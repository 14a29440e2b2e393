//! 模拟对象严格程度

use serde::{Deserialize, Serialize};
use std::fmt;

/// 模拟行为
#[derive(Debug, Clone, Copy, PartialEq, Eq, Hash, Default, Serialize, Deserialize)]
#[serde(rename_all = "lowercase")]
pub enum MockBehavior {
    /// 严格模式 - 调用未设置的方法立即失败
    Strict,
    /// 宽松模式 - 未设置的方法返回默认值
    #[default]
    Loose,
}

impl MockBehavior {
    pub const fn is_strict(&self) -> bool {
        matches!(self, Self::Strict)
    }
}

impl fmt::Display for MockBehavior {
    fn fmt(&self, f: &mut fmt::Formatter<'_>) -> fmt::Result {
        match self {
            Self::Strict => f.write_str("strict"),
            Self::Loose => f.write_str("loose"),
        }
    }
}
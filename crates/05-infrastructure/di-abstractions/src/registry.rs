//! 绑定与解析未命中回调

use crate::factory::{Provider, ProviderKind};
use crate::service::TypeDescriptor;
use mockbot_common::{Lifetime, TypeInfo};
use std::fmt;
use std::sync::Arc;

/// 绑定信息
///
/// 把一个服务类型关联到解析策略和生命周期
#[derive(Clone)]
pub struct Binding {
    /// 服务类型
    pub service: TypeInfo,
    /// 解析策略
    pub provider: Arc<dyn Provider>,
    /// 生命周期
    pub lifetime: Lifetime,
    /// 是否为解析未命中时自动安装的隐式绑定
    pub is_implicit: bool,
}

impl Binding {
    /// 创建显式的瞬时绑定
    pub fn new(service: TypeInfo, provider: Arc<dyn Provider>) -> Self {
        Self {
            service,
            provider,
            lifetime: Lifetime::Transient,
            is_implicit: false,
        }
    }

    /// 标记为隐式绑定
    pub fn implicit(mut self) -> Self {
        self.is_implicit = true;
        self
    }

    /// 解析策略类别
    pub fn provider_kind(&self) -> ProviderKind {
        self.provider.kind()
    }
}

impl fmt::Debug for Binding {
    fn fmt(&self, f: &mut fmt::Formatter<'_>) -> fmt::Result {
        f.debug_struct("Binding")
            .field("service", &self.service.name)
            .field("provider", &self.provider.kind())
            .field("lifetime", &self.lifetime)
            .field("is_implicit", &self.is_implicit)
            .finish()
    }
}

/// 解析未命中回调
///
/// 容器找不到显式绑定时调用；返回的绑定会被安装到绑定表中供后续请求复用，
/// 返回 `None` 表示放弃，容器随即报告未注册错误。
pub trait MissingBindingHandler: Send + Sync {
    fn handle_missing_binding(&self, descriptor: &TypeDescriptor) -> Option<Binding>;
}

══════

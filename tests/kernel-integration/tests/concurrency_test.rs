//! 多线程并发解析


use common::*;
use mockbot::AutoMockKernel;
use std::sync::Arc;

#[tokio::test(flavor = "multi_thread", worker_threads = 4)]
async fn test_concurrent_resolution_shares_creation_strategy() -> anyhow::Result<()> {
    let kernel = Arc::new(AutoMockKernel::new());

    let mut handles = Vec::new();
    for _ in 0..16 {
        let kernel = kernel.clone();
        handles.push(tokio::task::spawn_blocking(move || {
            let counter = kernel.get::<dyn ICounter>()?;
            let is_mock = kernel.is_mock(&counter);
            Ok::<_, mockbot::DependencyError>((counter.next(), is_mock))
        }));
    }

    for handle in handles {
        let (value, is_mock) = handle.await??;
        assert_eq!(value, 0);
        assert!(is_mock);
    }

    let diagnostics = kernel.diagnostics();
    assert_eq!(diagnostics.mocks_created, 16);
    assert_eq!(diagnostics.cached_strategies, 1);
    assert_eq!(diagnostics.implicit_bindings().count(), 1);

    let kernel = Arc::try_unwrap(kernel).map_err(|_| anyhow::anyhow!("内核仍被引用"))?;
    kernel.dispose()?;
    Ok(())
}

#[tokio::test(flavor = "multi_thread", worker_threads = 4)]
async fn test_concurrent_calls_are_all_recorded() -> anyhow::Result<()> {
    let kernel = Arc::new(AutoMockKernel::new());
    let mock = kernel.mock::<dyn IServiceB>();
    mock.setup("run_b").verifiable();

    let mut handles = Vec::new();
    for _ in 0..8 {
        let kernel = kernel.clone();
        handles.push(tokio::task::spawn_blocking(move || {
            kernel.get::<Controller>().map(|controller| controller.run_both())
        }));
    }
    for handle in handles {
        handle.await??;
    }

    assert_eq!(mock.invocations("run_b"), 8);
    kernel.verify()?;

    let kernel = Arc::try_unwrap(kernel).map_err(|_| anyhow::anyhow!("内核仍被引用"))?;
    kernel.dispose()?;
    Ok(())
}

══════

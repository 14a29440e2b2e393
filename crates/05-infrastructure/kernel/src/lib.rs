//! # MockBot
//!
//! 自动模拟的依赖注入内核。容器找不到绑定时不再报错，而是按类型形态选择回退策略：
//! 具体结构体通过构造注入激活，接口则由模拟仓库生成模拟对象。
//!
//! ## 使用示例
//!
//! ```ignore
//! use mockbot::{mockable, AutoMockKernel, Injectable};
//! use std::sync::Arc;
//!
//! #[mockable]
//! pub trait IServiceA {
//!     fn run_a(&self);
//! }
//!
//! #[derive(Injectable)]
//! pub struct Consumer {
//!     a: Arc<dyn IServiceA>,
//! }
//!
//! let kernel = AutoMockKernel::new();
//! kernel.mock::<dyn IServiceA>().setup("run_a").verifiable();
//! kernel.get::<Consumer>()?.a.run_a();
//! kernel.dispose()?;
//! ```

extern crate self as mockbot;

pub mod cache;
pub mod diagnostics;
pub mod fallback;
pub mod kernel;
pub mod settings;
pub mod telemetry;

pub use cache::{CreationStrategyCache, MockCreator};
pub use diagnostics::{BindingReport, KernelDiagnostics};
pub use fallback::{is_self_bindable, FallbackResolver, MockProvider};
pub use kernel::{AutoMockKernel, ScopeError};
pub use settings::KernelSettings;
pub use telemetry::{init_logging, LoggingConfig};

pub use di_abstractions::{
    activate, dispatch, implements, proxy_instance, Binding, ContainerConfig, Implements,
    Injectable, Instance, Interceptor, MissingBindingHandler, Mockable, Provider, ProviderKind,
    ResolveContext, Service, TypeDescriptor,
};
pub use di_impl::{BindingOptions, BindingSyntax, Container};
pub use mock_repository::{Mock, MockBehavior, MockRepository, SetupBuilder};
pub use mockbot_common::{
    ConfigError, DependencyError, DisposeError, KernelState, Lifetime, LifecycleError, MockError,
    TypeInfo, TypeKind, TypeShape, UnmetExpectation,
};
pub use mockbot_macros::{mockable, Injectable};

══════

Aim of the task
Nothing but a number is expected: how many lines in the data above hold the word "AutoMockKernel".

Answer section
6